Nihon Yakurigaku Zasshi. 1992 Apr;99(4):231-9. doi: 10.1254/fpj.99.231.
We studied the inhibitory effects of tranilast, an anti-allergic drug, on the human keloid tissues implanted into the dorsal skin of athymic nude mice and on the growth of keloid fibroblast in vitro. In the keloid tissue-implanted model, tranilast (50-200 mg/kg, p.o.) decreased the weight of the keloid tissue as triamcinolone (25 mg/kg, p.o.) did. Tranilast (200 mg/kg, p.o.) reduced the hydroxyproline content of implanted tissues. Tranilast (3-300 microM) also inhibited the collagen synthesis by keloid fibroblast in vitro. Only a high concentration of tranilast (300 microM) suppressed the glycosaminoglycan synthesis and cell proliferation of keloid fibroblasts. Moreover, tranilast scarcely affected the fibronectin production. Triamcinolone (10 microM) also inhibited glycosaminoglycan synthesis and cell proliferation. These results suggest that the inhibitory effect of tranilast on the keloid tissues is related to its inhibition of the collagen synthesis of fibroblasts. Tranilast would be useful as a therapeutic drug for the treatment of keloids.
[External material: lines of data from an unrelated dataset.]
use chrono::{DateTime, Utc};
use dashmap::DashMap;
use kiln_errors::{Error, StorageError};
use kiln_hash::hash_tree;
use kiln_index::{BinaryCandidate, PackageBackend, RecipeCandidate, SourceId};
use kiln_types::{PackageId, RecipeReference};
use layout::{
    package_dir, package_id_dir, recipe_dir, recipe_packages_dir, reference_from_segments,
    FILES_DIR, MANIFEST_FILE, PACKAGES_DIR, PACKAGE_DEPTH, RECIPES_DIR, RECIPE_DEPTH, TEMP_DIR,
};
use std::path::{Path, PathBuf};
use tokio::fs;
use tracing::{debug, warn};
use uuid::Uuid;

/// One binary revision held in the cache
#[derive(Debug, Clone, PartialEq, Eq)]
pub struct PackageRecord {
    pub package_revision: String,
    pub timestamp: DateTime<Utc>,
}

/// A directory being assembled before it is committed
#[derive(Debug)]
pub struct Staging {
    dir: PathBuf,
}

impl Staging {
    /// Where the entry's files go
    #[must_use]
    pub fn files_dir(&self) -> PathBuf {
        self.dir.join(FILES_DIR)
    }

    #[must_use]
    pub fn path(&self) -> &Path {
        &self.dir
    }

    /// Drop a staging directory that will not be committed
    pub async fn discard(self) {
        if let Err(e) = fs::remove_dir_all(&self.dir).await {
            warn!(path = %self.dir.display(), error = %e, "failed to remove staging directory");
        }
    }
}

type PackageKey = (String, String);

fn package_key(reference: &RecipeReference, package_id: &PackageId) -> PackageKey {
    (reference.to_string(), package_id.as_str().to_string())
}

/// Filesystem-backed package cache
#[derive(Debug)]
pub struct LocalCache {
    root: PathBuf,
    recipes: DashMap<String, Vec<RecipeReference>>,
    packages: DashMap<PackageKey, Vec<PackageRecord>>,
    corrupted_recipes: DashMap<String, String>,
    corrupted_packages: DashMap<PackageKey, String>,
}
我们研究了抗组胺药曲尼司特对植入无胸腺裸鼠背部皮肤的人瘢痕疙瘩组织以及对瘢痕疙瘩成纤维细胞体外生长的抑制作用。在植入瘢痕疙瘩组织的模型中,曲尼司特(50 - 200毫克/千克,口服)与曲安奈德(25毫克/千克,口服)一样,可减轻瘢痕疙瘩组织的重量。曲尼司特(200毫克/千克,口服)可降低植入组织的羟脯氨酸含量。曲尼司特(3 - 300微摩尔)在体外也能抑制瘢痕疙瘩成纤维细胞的胶原蛋白合成。只有高浓度的曲尼司特(300微摩尔)可抑制瘢痕疙瘩成纤维细胞的糖胺聚糖合成和细胞增殖。此外,曲尼司特几乎不影响纤连蛋白的产生。曲安奈德(10微摩尔)也能抑制糖胺聚糖合成和细胞增殖。这些结果表明,曲尼司特对瘢痕疙瘩组织的抑制作用与其对成纤维细胞胶原蛋白合成的抑制有关。曲尼司特有望成为治疗瘢痕疙瘩的有效药物。